===== SUPPLIED MATERIAL =====
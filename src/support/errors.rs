use std::path::PathBuf;

use thiserror::Error;

#[derive(Debug, Error)]
pub enum TransportError {
    #[error("Channel {0} is not connected")]
    NotConnected(String),

    #[error("Channel {0} is closed for writing")]
    ChannelClosed(String),

    #[error("Failed to bind {addr}: {source}")]
    Bind {
        addr: String,
        #[source]
        source: std::io::Error,
    },

    #[error("Invalid URL: {0}")]
    InvalidUrl(String),

    #[error("Connection failed: {0}")]
    Connect(#[from] tokio_tungstenite::tungstenite::Error),

    #[error("Channel {0} is already connected")]
    DuplicateChannel(String),

    #[error("Handshake rejected: {0}")]
    Handshake(String),

    #[error("Transport already started")]
    AlreadyStarted,

    #[error("Endpoint stopped")]
    Stopped,
}

#[derive(Debug, Error)]
pub enum ConfigError {
    #[error("Failed to read config {path}: {source}")]
    Read {
        path: PathBuf,
        #[source]
        source: std::io::Error,
    },

    #[error("Failed to parse config: {0}")]
    Parse(#[from] toml::de::Error),

    #[error("Invalid config: {0}")]
    Invalid(String),
}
=====
**EXERCISE INSTRUCTIONS:** Copy each line of the material exactly as shown.

**SOLVED PROBLEM:**
filename src/support/errors.rs
use std::path::PathBuf;

use thiserror::Error;

#[derive(Debug, Error)]
pub enum TransportError {
    #[error("Channel {0} is not connected")]
    NotConnected(String),

    #[error("Channel {0} is closed for writing")]
    ChannelClosed(String),

    #[error("Failed to bind {addr}: {source}")]
    Bind {
        addr: String,
        #[source]
        source: std::io::Error,
    },

    #[error("Invalid URL: {0}")]
    InvalidUrl(String),

    #[error("Connection failed: {0}")]
    Connect(#[from] tokio_tungstenite::tungstenite::Error),

    #[error("Channel {0} is already connected")]
    DuplicateChannel(String),

    #[error("Handshake rejected: {0}")]
    Handshake(String),

    #[error("Transport already started")]
    AlreadyStarted,

    #[error("Endpoint stopped")]
    Stopped,
}

#[derive(Debug, Error)]
pub enum ConfigError {
    #[error("Failed to read config {path}: {source}")]
    Read {
        path: PathBuf,
        #[source]
        source: std::io::Error,
    },

    #[error("Failed to parse config: {0}")]
    Parse(#[from] toml::de::Error),

    #[error("Invalid config: {0}")]
    Invalid(String),
}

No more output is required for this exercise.